- **Activity**: Each line below that contains the word "volatility" must be copied.

++++ Source data

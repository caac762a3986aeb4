//! Pure computation dispatch: (instance, series) -> computed series.
//!
//! Stateless and deterministic; identical inputs produce identical output,
//! which is what makes per-instance memoization safe upstream. Inputs are
//! never mutated. Misconfiguration (non-positive period, fast >= slow)
//! raises a validation error at call time; insufficient history does not.

use crate::catalog::{catalog, IndicatorKind, ParamValue};
use crate::indicators::error::IndicatorError;
use crate::indicators::momentum::{macd_series, rsi_series};
use crate::indicators::trend::{ema_series, sma_series};
use crate::indicators::volatility::bollinger_series;
use crate::instances::IndicatorInstance;
use crate::models::{ComputedSeries, PriceSeries, SourceField, SubSeries};
use std::collections::BTreeMap;

/// Compute the output series for one instance over the given price series.
pub fn compute(
    instance: &IndicatorInstance,
    series: &PriceSeries,
) -> Result<ComputedSeries, IndicatorError> {
    let definition = catalog().get(&instance.definition_id)?;
    let params = &instance.params;

    let outputs = match definition.kind {
        IndicatorKind::Sma => {
            let period = period_param(params, "period")?;
            let values = source_param(params)?.extract(series.bars());
            vec![SubSeries::new("sma", sma_series(&values, period))]
        }
        IndicatorKind::Ema => {
            let period = period_param(params, "period")?;
            let values = source_param(params)?.extract(series.bars());
            vec![SubSeries::new("ema", ema_series(&values, period))]
        }
        IndicatorKind::Rsi => {
            let period = period_param(params, "period")?;
            let closes = SourceField::Close.extract(series.bars());
            vec![SubSeries::new("rsi", rsi_series(&closes, period))]
        }
        IndicatorKind::Macd => {
            let fast = period_param(params, "fast_period")?;
            let slow = period_param(params, "slow_period")?;
            let signal = period_param(params, "signal_period")?;
            if fast >= slow {
                return Err(IndicatorError::InvalidConfiguration(format!(
                    "fast_period {fast} must be less than slow_period {slow}"
                )));
            }
            let closes = SourceField::Close.extract(series.bars());
            let macd = macd_series(&closes, fast, slow, signal);
            vec![
                SubSeries::new("macd", macd.macd),
                SubSeries::new("signal", macd.signal),
                SubSeries::new("histogram", macd.histogram),
            ]
        }
        IndicatorKind::Bollinger => {
            let period = period_param(params, "period")?;
            let multiplier = number_param(params, "std_dev_multiplier")?;
            let values = source_param(params)?.extract(series.bars());
            let bands = bollinger_series(&values, period, multiplier);
            vec![
                SubSeries::new("middle", bands.middle),
                SubSeries::new("upper", bands.upper),
                SubSeries::new("lower", bands.lower),
            ]
        }
    };

    Ok(ComputedSeries::new(instance.instance_id.clone(), outputs))
}

fn number_param(params: &BTreeMap<String, ParamValue>, key: &str) -> Result<f64, IndicatorError> {
    params
        .get(key)
        .and_then(ParamValue::as_number)
        .ok_or_else(|| IndicatorError::InvalidParameterValue {
            key: key.to_string(),
            reason: "missing numeric parameter".to_string(),
        })
}

/// A period is a whole bar count and must be positive.
fn period_param(params: &BTreeMap<String, ParamValue>, key: &str) -> Result<usize, IndicatorError> {
    let value = number_param(params, key)?;
    let rounded = value.round();
    if rounded < 1.0 {
        return Err(IndicatorError::InvalidConfiguration(format!(
            "{key} must be positive, got {value}"
        )));
    }
    Ok(rounded as usize)
}

/// The configured source field; defaults to close when the definition
/// declares no source parameter.
fn source_param(params: &BTreeMap<String, ParamValue>) -> Result<SourceField, IndicatorError> {
    match params.get("source") {
        Some(ParamValue::Select(s)) => {
            s.parse()
                .map_err(|_| IndicatorError::InvalidParameterValue {
                    key: "source".to_string(),
                    reason: format!("{s} is not a known source field"),
                })
        }
        Some(_) => Err(IndicatorError::InvalidParameterValue {
            key: "source".to_string(),
            reason: "value type does not match the parameter schema".to_string(),
        }),
        None => Ok(SourceField::Close),
    }
}
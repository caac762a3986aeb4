//! Unit tests for the Bollinger Bands indicator

use chartix::indicators::volatility::bollinger_series;

#[test]
fn test_defined_from_period_minus_one() {
    let values: Vec<f64> = (1..=10).map(f64::from).collect();
    let out = bollinger_series(&values, 4, 2.0);
    assert_eq!(out.middle.iter().position(Option::is_some), Some(3));
    assert_eq!(out.upper.iter().position(Option::is_some), Some(3));
    assert_eq!(out.lower.iter().position(Option::is_some), Some(3));
}

#[test]
fn test_population_standard_deviation() {
    // Window [1, 2, 3, 4]: mean 2.5, population variance 1.25.
    let out = bollinger_series(&[1.0, 2.0, 3.0, 4.0], 4, 2.0);
    let sigma = 1.25_f64.sqrt();
    assert!((out.middle[3].unwrap() - 2.5).abs() < 1e-9);
    assert!((out.upper[3].unwrap() - (2.5 + 2.0 * sigma)).abs() < 1e-9);
    assert!((out.lower[3].unwrap() - (2.5 - 2.0 * sigma)).abs() < 1e-9);
}

#[test]
fn test_band_ordering() {
    let values: Vec<f64> = (0..40)
        .map(|i| 100.0 + (i as f64 * 0.9).sin() * 6.0)
        .collect();
    let out = bollinger_series(&values, 10, 2.0);

    for i in 0..values.len() {
        if let (Some(u), Some(m), Some(l)) = (out.upper[i], out.middle[i], out.lower[i]) {
            assert!(u >= m, "upper {u} < middle {m} at {i}");
            assert!(m >= l, "middle {m} < lower {l} at {i}");
        }
    }
}

#[test]
fn test_flat_window_collapses_bands() {
    let out = bollinger_series(&[100.0; 10], 5, 2.0);
    for i in 4..10 {
        assert!((out.upper[i].unwrap() - 100.0).abs() < 1e-9);
        assert!((out.middle[i].unwrap() - 100.0).abs() < 1e-9);
        assert!((out.lower[i].unwrap() - 100.0).abs() < 1e-9);
    }
}

#[test]
fn test_zero_multiplier_equals_middle() {
    let values: Vec<f64> = (1..=12).map(f64::from).collect();
    let out = bollinger_series(&values, 5, 0.0);
    for i in 0..values.len() {
        assert_eq!(out.upper[i], out.middle[i]);
        assert_eq!(out.lower[i], out.middle[i]);
    }
}

#[test]
fn test_insufficient_data() {
    let out = bollinger_series(&[1.0, 2.0], 5, 2.0);
    assert!(out.middle.iter().all(Option::is_none));
    assert!(out.upper.iter().all(Option::is_none));
    assert!(out.lower.iter().all(Option::is_none));
}
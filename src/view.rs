//! Per-chart-view facade tying an instance manager to a price series.
//!
//! Recomputation triggers (new bar, streaming tick, instance create or
//! update) all funnel through [`ChartView::render_frames`], which serves
//! unchanged instances from a memo cache keyed by series version and
//! parameter hash. A full recompute on miss is the correctness baseline;
//! the cache only bounds per-tick cost.

use crate::catalog::{catalog, ParamValue};
use crate::indicators::validation::ParamOverrides;
use crate::indicators::{compute, IndicatorError};
use crate::instances::{InstanceChange, InstanceManager};
use crate::models::{ComputedSeries, PriceSeries};
use crate::render::{to_renderable, Renderable};
use std::collections::hash_map::DefaultHasher;
use std::collections::HashMap;
use std::hash::{Hash, Hasher};
use tracing::debug;

/// What the rendering collaborator receives per active instance.
#[derive(Debug, Clone, PartialEq)]
pub struct RenderFrame {
    pub computed: ComputedSeries,
    pub renderable: Renderable,
}

struct CacheEntry {
    series_version: u64,
    param_hash: u64,
    computed: ComputedSeries,
}

/// One chart view: an instance manager plus a per-instance memo cache.
#[derive(Default)]
pub struct ChartView {
    manager: InstanceManager,
    cache: HashMap<String, CacheEntry>,
}

impl ChartView {
    pub fn new() -> Self {
        Self::default()
    }

    pub fn manager(&self) -> &InstanceManager {
        &self.manager
    }

    /// Add an indicator to this view. See [`InstanceManager::create_instance`].
    pub fn add_indicator(
        &mut self,
        definition_id: &str,
        overrides: &ParamOverrides,
    ) -> Result<InstanceChange, IndicatorError> {
        self.manager.create_instance(definition_id, overrides)
    }

    /// Edit an instance's parameters. See [`InstanceManager::update_instance`].
    pub fn update_indicator(
        &mut self,
        instance_id: &str,
        overrides: &ParamOverrides,
    ) -> Result<InstanceChange, IndicatorError> {
        self.manager.update_instance(instance_id, overrides)
    }

    pub fn set_indicator_color(
        &mut self,
        instance_id: &str,
        color: &str,
    ) -> Result<(), IndicatorError> {
        self.manager.set_color(instance_id, color)
    }

    /// Remove an indicator from this view; idempotent.
    pub fn remove_indicator(&mut self, instance_id: &str) {
        self.manager.remove_instance(instance_id);
        self.cache.remove(instance_id);
    }

    /// Compute (or reuse) every active instance and package results for the
    /// rendering collaborator, in insertion order.
    pub fn render_frames(
        &mut self,
        series: &PriceSeries,
    ) -> Result<Vec<RenderFrame>, IndicatorError> {
        let mut frames = Vec::with_capacity(self.manager.instances().len());

        for instance in self.manager.instances() {
            let param_hash = param_hash(&instance.params);
            let cached = self.cache.get(&instance.instance_id).filter(|entry| {
                entry.series_version == series.version() && entry.param_hash == param_hash
            });

            let computed = match cached {
                Some(entry) => entry.computed.clone(),
                None => {
                    debug!(
                        instance_id = %instance.instance_id,
                        series_version = series.version(),
                        "recomputing indicator"
                    );
                    let computed = compute(instance, series)?;
                    self.cache.insert(
                        instance.instance_id.clone(),
                        CacheEntry {
                            series_version: series.version(),
                            param_hash,
                            computed: computed.clone(),
                        },
                    );
                    computed
                }
            };

            let definition = catalog().get(&instance.definition_id)?;
            let renderable = to_renderable(&computed, instance, definition);
            frames.push(RenderFrame {
                computed,
                renderable,
            });
        }

        Ok(frames)
    }
}

/// Stable digest of a parameter map; BTreeMap iteration order keeps it
/// deterministic.
fn param_hash(params: &std::collections::BTreeMap<String, ParamValue>) -> u64 {
    let mut hasher = DefaultHasher::new();
    for (key, value) in params {
        key.hash(&mut hasher);
        match value {
            ParamValue::Number(v) => {
                0u8.hash(&mut hasher);
                v.to_bits().hash(&mut hasher);
            }
            ParamValue::Color(c) => {
                1u8.hash(&mut hasher);
                c.hash(&mut hasher);
            }
            ParamValue::Select(s) => {
                2u8.hash(&mut hasher);
                s.hash(&mut hasher);
            }
        }
    }
    hasher.finish()
}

++++++++

- **Solved problem**:
use crate::indicators::volatility::bollinger_series;
use chartix::indicators::volatility::bollinger_series;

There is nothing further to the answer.